** Opening The data block **
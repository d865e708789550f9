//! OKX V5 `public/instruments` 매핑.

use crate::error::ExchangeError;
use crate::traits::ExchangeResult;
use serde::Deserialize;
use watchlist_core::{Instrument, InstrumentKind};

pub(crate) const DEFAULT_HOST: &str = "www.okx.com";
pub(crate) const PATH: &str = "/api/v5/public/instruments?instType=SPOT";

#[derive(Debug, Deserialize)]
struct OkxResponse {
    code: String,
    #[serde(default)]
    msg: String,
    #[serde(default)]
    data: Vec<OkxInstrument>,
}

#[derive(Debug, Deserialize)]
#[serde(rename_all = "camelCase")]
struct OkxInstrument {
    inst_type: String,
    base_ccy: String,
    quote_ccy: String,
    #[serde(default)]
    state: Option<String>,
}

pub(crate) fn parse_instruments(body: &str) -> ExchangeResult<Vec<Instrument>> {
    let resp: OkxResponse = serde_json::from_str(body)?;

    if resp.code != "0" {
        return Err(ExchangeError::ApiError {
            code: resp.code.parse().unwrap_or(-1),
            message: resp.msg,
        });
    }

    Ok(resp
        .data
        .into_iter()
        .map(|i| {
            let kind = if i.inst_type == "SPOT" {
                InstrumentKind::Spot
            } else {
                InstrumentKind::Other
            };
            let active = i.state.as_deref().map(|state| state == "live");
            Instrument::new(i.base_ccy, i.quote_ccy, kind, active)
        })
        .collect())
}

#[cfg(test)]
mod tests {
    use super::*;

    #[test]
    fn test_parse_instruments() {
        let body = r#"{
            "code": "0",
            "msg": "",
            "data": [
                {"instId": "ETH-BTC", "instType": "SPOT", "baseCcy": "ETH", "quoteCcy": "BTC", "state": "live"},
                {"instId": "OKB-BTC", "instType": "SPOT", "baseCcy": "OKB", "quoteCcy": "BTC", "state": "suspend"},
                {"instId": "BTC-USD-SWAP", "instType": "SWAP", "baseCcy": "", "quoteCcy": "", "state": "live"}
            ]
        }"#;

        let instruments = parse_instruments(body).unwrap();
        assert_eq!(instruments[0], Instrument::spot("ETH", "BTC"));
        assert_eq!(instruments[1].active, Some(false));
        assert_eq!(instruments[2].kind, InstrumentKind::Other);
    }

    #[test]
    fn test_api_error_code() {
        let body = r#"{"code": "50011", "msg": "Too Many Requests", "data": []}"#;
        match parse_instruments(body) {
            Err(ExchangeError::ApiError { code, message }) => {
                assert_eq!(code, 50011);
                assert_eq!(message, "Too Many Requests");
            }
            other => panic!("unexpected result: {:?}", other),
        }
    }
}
** Closing The data block **
** Opening The data block **
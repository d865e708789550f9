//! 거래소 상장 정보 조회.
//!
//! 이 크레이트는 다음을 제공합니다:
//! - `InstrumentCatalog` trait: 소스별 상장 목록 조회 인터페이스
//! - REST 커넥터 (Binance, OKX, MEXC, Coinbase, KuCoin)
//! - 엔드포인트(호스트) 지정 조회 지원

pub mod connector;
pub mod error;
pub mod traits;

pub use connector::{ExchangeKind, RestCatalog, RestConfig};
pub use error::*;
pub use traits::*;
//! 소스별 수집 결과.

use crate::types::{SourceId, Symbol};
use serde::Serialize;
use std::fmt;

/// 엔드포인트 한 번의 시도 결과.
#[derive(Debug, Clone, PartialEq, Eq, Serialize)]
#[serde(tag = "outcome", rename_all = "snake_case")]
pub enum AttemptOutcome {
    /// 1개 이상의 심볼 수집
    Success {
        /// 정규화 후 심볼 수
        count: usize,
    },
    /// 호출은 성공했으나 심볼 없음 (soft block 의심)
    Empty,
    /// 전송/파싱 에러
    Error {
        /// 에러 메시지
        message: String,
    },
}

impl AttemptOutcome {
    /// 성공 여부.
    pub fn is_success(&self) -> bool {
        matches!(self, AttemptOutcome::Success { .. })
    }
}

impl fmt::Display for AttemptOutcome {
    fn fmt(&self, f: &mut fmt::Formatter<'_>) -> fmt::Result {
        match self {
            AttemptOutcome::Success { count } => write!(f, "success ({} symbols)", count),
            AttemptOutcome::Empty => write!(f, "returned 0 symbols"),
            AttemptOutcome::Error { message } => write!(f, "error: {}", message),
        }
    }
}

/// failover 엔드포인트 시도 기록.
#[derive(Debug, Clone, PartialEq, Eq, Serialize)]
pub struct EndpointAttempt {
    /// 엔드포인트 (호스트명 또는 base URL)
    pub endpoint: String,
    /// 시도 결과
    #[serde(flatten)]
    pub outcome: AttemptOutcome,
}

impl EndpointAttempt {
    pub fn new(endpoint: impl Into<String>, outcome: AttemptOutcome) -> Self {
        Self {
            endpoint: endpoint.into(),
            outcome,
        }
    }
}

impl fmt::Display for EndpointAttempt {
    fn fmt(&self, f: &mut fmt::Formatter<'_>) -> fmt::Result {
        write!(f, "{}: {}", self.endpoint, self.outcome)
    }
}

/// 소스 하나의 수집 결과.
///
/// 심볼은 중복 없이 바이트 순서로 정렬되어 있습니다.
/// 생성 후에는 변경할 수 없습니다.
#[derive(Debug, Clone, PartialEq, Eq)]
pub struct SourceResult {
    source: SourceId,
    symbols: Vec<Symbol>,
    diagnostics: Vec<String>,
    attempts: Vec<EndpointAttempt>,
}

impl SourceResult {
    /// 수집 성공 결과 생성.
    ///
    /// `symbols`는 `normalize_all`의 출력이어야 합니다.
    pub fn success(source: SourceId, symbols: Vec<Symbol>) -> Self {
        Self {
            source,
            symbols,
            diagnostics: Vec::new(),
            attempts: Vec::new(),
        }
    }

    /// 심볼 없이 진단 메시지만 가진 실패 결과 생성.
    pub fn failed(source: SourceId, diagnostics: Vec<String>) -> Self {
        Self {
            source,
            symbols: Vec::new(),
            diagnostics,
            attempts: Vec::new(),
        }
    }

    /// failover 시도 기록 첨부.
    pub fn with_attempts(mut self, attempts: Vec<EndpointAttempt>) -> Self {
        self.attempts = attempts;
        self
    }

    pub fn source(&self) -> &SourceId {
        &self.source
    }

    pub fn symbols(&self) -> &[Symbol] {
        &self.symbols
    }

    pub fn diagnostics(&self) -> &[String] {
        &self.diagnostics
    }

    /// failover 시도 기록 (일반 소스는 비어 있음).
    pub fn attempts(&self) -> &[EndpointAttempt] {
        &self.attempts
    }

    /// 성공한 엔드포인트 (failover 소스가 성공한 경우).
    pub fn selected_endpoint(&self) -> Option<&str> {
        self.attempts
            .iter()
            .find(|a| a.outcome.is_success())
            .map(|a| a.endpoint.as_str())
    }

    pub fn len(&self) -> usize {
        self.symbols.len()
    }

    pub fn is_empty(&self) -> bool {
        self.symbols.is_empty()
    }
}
** Closing The data block **
**Exercise brief**
In the entries above, find each line with the word "traits" and show it.

**Exercise output**
use crate::traits::ExchangeResult;
pub mod traits;
pub use traits::*;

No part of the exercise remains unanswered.